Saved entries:
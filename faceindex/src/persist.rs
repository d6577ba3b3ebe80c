use std::fs::File;
use std::io::{BufReader, BufWriter, Read, Write};
use std::path::Path;
use std::sync::Arc;

use tracing::{debug, warn};
use visage_metric::Metric;

use crate::error::IndexError;
use crate::index::{Backend, Entry, FaceIndex, IndexConfig, MAX_STRING_LEN};

const VIDX_MAGIC: [u8; 4] = [b'V', b'I', b'D', b'X'];
const VIDX_VERSION: u32 = 1;

/// Contents of a persisted index, independent of the backend that wrote it.
#[derive(Debug, Clone, PartialEq)]
pub struct Snapshot {
    pub config: IndexConfig,
    pub entries: Vec<Entry>,
}

impl Snapshot {
    /// Rebuilds an index by re-enrolling every entry in order, so entry ids
    /// survive the round trip.
    pub fn into_index(self, backend: &Backend) -> Result<Arc<dyn FaceIndex>, IndexError> {
        let index = backend.build(self.config)?;
        let labels: Vec<&str> = self.entries.iter().map(|e| e.label.as_str()).collect();
        let embeddings: Vec<&[f32]> = self.entries.iter().map(|e| e.embedding.as_slice()).collect();
        index.enroll_batch(&labels, &embeddings)?;
        debug!(
            "faceindex: rebuilt {} entries into {:?} backend",
            index.len(),
            backend
        );
        Ok(index)
    }
}

/// Save writes every entry of `index` in enrollment order.
///
/// ```text
/// [4B magic "VIDX"] [4B version=1]
/// [4B modelLen] [modelLen bytes model id]
/// [1B metric tag] [4B dim] [8B count]
/// For each entry:
///   [4B labelLen] [labelLen bytes label]
///   [dim x 4B float32 embedding]
/// ```
///
/// All multi-byte values are little-endian.
pub fn save(index: &dyn FaceIndex, w: &mut dyn Write) -> Result<(), IndexError> {
    let cfg = index.config();
    let entries = index.entries();
    let mut bw = BufWriter::new(w);
    let write_err = |e: std::io::Error| IndexError::Io(e.to_string());

    bw.write_all(&VIDX_MAGIC).map_err(write_err)?;
    bw.write_all(&VIDX_VERSION.to_le_bytes()).map_err(write_err)?;

    write_string(&mut bw, &cfg.model_id)?;
    bw.write_all(&[cfg.metric.tag()]).map_err(write_err)?;
    bw.write_all(&(cfg.dim as u32).to_le_bytes()).map_err(write_err)?;
    bw.write_all(&(entries.len() as u64).to_le_bytes()).map_err(write_err)?;

    for entry in &entries {
        write_string(&mut bw, &entry.label)?;
        for &v in &entry.embedding {
            bw.write_all(&v.to_le_bytes()).map_err(write_err)?;
        }
    }

    bw.flush().map_err(write_err)?;
    debug!(
        "faceindex: saved {} entries (model {:?}, dim {})",
        entries.len(),
        cfg.model_id,
        cfg.dim
    );
    Ok(())
}

/// Load reads a snapshot written by [`save`].
///
/// Fails with [`IndexError::ModelMismatch`] when the stored model id differs
/// from `active_model`: distances between embeddings of different models
/// are meaningless.
pub fn load(r: &mut dyn Read, active_model: &str) -> Result<Snapshot, IndexError> {
    let mut br = BufReader::new(r);

    let magic: [u8; 4] = read_array(&mut br)?;
    if magic != VIDX_MAGIC {
        return Err(IndexError::InvalidFormat(format!("invalid magic {magic:?}")));
    }
    let version = u32::from_le_bytes(read_array(&mut br)?);
    if version != VIDX_VERSION {
        return Err(IndexError::InvalidFormat(format!(
            "unsupported version {version} (want {VIDX_VERSION})"
        )));
    }

    let model_id = read_string(&mut br)?;
    if model_id != active_model {
        warn!(
            "faceindex: refusing index for model {:?}, active model is {:?}",
            model_id, active_model
        );
        return Err(IndexError::ModelMismatch {
            stored: model_id,
            active: active_model.to_string(),
        });
    }

    let [tag] = read_array::<1>(&mut br)?;
    let metric = Metric::from_tag(tag)
        .ok_or_else(|| IndexError::InvalidFormat(format!("unknown metric tag {tag}")))?;
    let dim = u32::from_le_bytes(read_array(&mut br)?) as usize;
    if dim == 0 {
        return Err(IndexError::InvalidFormat("invalid dimension 0".into()));
    }
    let count = u64::from_le_bytes(read_array(&mut br)?);

    let mut entries = Vec::new();
    for id in 0..count {
        let label = read_string(&mut br)?;
        let mut embedding = vec![0.0f32; dim];
        for v in &mut embedding {
            *v = f32::from_le_bytes(read_array(&mut br)?);
        }
        entries.push(Entry {
            id,
            label,
            embedding,
        });
    }

    debug!(
        "faceindex: loaded {} entries (model {:?}, dim {}, metric {})",
        entries.len(),
        model_id,
        dim,
        metric
    );
    Ok(Snapshot {
        config: IndexConfig {
            model_id,
            dim,
            metric,
        },
        entries,
    })
}

/// Save to `path`, replacing any existing file.
pub fn save_file(index: &dyn FaceIndex, path: impl AsRef<Path>) -> Result<(), IndexError> {
    let mut f = File::create(path.as_ref()).map_err(|e| IndexError::Io(e.to_string()))?;
    save(index, &mut f)
}

/// Load from `path`.
pub fn load_file(path: impl AsRef<Path>, active_model: &str) -> Result<Snapshot, IndexError> {
    let mut f = File::open(path.as_ref()).map_err(|e| IndexError::Io(e.to_string()))?;
    load(&mut f, active_model)
}

fn read_array<const N: usize>(r: &mut impl Read) -> Result<[u8; N], IndexError> {
    let mut buf = [0u8; N];
    r.read_exact(&mut buf)
        .map_err(|e| IndexError::Io(e.to_string()))?;
    Ok(buf)
}

/// Refuses strings that [`read_string`] would reject.
fn write_string(w: &mut impl Write, s: &str) -> Result<(), IndexError> {
    if s.len() > MAX_STRING_LEN {
        return Err(IndexError::InvalidFormat(format!(
            "string length {} exceeds maximum {MAX_STRING_LEN}",
            s.len()
        )));
    }
    let write_err = |e: std::io::Error| IndexError::Io(e.to_string());
    w.write_all(&(s.len() as u32).to_le_bytes()).map_err(write_err)?;
    w.write_all(s.as_bytes()).map_err(write_err)
}

fn read_string(r: &mut impl Read) -> Result<String, IndexError> {
    let len = u32::from_le_bytes(read_array(r)?) as usize;
    if len > MAX_STRING_LEN {
        return Err(IndexError::InvalidFormat(format!(
            "string length {len} exceeds maximum {MAX_STRING_LEN}"
        )));
    }
    let mut bytes = vec![0u8; len];
    r.read_exact(&mut bytes)
        .map_err(|e| IndexError::Io(e.to_string()))?;
    String::from_utf8(bytes).map_err(|e| IndexError::InvalidFormat(e.to_string()))
}

#[cfg(test)]
mod tests {
    use super::*;
    use crate::hnsw::HnswConfig;

    fn sample(backend: &Backend) -> Arc<dyn FaceIndex> {
        let idx = backend
            .build(IndexConfig {
                model_id: "facenet-v1".into(),
                dim: 3,
                metric: Metric::Cosine,
            })
            .unwrap();
        idx.enroll("alice", &[1.0, 0.0, 0.0]).unwrap();
        idx.enroll("bob", &[0.0, 1.0, 0.0]).unwrap();
        idx.enroll("alice", &[0.9, 0.1, 0.0]).unwrap();
        idx
    }

    #[test]
    fn save_load_preserves_entries() {
        let idx = sample(&Backend::Flat);
        let mut buf = Vec::new();
        save(idx.as_ref(), &mut buf).unwrap();

        let snap = load(&mut buf.as_slice(), "facenet-v1").unwrap();
        assert_eq!(snap.config, *idx.config());
        assert_eq!(snap.entries, idx.entries());
    }

    #[test]
    fn rebuild_into_other_backend() {
        let idx = sample(&Backend::Flat);
        let mut buf = Vec::new();
        save(idx.as_ref(), &mut buf).unwrap();

        let snap = load(&mut buf.as_slice(), "facenet-v1").unwrap();
        let rebuilt = snap
            .into_index(&Backend::Hnsw(HnswConfig::default()))
            .unwrap();
        assert_eq!(rebuilt.len(), 3);
        let top = rebuilt.query(&[0.9, 0.1, 0.0], 1).unwrap();
        assert_eq!(top[0].id, 2);
        assert_eq!(top[0].label, "alice");
    }

    #[test]
    fn model_mismatch_rejected() {
        let idx = sample(&Backend::Flat);
        let mut buf = Vec::new();
        save(idx.as_ref(), &mut buf).unwrap();

        match load(&mut buf.as_slice(), "arcface-v2") {
            Err(IndexError::ModelMismatch { stored, active }) => {
                assert_eq!(stored, "facenet-v1");
                assert_eq!(active, "arcface-v2");
            }
            other => panic!("expected ModelMismatch, got {other:?}"),
        }
    }

    #[test]
    fn bad_magic_and_truncation() {
        assert!(matches!(
            load(&mut &b"NOPE\x01\x00\x00\x00"[..], "m"),
            Err(IndexError::InvalidFormat(_))
        ));

        let idx = sample(&Backend::Flat);
        let mut buf = Vec::new();
        save(idx.as_ref(), &mut buf).unwrap();
        buf.truncate(buf.len() - 5);
        assert!(matches!(
            load(&mut buf.as_slice(), "facenet-v1"),
            Err(IndexError::Io(_))
        ));
    }

    #[test]
    fn longest_label_round_trips() {
        let idx = sample(&Backend::Flat);
        let edge = "z".repeat(MAX_STRING_LEN);
        idx.enroll(&edge, &[0.0, 0.0, 1.0]).unwrap();
        assert!(idx.enroll(&format!("{edge}z"), &[0.0, 0.0, 1.0]).is_err());

        let mut buf = Vec::new();
        save(idx.as_ref(), &mut buf).unwrap();
        let snap = load(&mut buf.as_slice(), "facenet-v1").unwrap();
        assert_eq!(snap.entries.len(), 4);
        assert_eq!(snap.entries[3].label, edge);
    }

    #[test]
    fn write_string_refuses_unreadable_length() {
        let mut buf = Vec::new();
        let long = "q".repeat(MAX_STRING_LEN + 1);
        assert!(matches!(
            write_string(&mut buf, &long),
            Err(IndexError::InvalidFormat(_))
        ));
        assert!(buf.is_empty());
    }

    #[test]
    fn empty_index_round_trip() {
        let idx = Backend::Flat
            .build(IndexConfig {
                model_id: "m".into(),
                dim: 4,
                metric: Metric::Euclidean,
            })
            .unwrap();
        let mut buf = Vec::new();
        save(idx.as_ref(), &mut buf).unwrap();
        let snap = load(&mut buf.as_slice(), "m").unwrap();
        assert!(snap.entries.is_empty());
        assert_eq!(snap.config.dim, 4);
    }

    #[test]
    fn file_helpers() {
        let dir = tempfile::tempdir().unwrap();
        let path = dir.path().join("faces.vidx");
        let idx = sample(&Backend::Hnsw(HnswConfig::default()));
        save_file(idx.as_ref(), &path).unwrap();

        let snap = load_file(&path, "facenet-v1").unwrap();
        assert_eq!(snap.entries.len(), 3);
        assert!(load_file(dir.path().join("missing.vidx"), "facenet-v1").is_err());
    }
}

* **Instructions to follow**
Using the data above, reproduce exactly the lines between those holding "let dim = u32::from_le_bytes(read_array(&mut" and "Refuses strings that", inclusive, and no others.

* **Reply**
    let dim = u32::from_le_bytes(read_array(&mut br)?) as usize;
    if dim == 0 {
        return Err(IndexError::InvalidFormat("invalid dimension 0".into()));
    }
    let count = u64::from_le_bytes(read_array(&mut br)?);

    let mut entries = Vec::new();
    for id in 0..count {
        let label = read_string(&mut br)?;
        let mut embedding = vec![0.0f32; dim];
        for v in &mut embedding {
            *v = f32::from_le_bytes(read_array(&mut br)?);
        }
        entries.push(Entry {
            id,
            label,
            embedding,
        });
    }

    debug!(
        "faceindex: loaded {} entries (model {:?}, dim {}, metric {})",
        entries.len(),
        model_id,
        dim,
        metric
    );
    Ok(Snapshot {
        config: IndexConfig {
            model_id,
            dim,
            metric,
        },
        entries,
    })
}

/// Save to `path`, replacing any existing file.
pub fn save_file(index: &dyn FaceIndex, path: impl AsRef<Path>) -> Result<(), IndexError> {
    let mut f = File::create(path.as_ref()).map_err(|e| IndexError::Io(e.to_string()))?;
    save(index, &mut f)
}

/// Load from `path`.
pub fn load_file(path: impl AsRef<Path>, active_model: &str) -> Result<Snapshot, IndexError> {
    let mut f = File::open(path.as_ref()).map_err(|e| IndexError::Io(e.to_string()))?;
    load(&mut f, active_model)
}

fn read_array<const N: usize>(r: &mut impl Read) -> Result<[u8; N], IndexError> {
    let mut buf = [0u8; N];
    r.read_exact(&mut buf)
        .map_err(|e| IndexError::Io(e.to_string()))?;
    Ok(buf)
}

/// Refuses strings that [`read_string`] would reject.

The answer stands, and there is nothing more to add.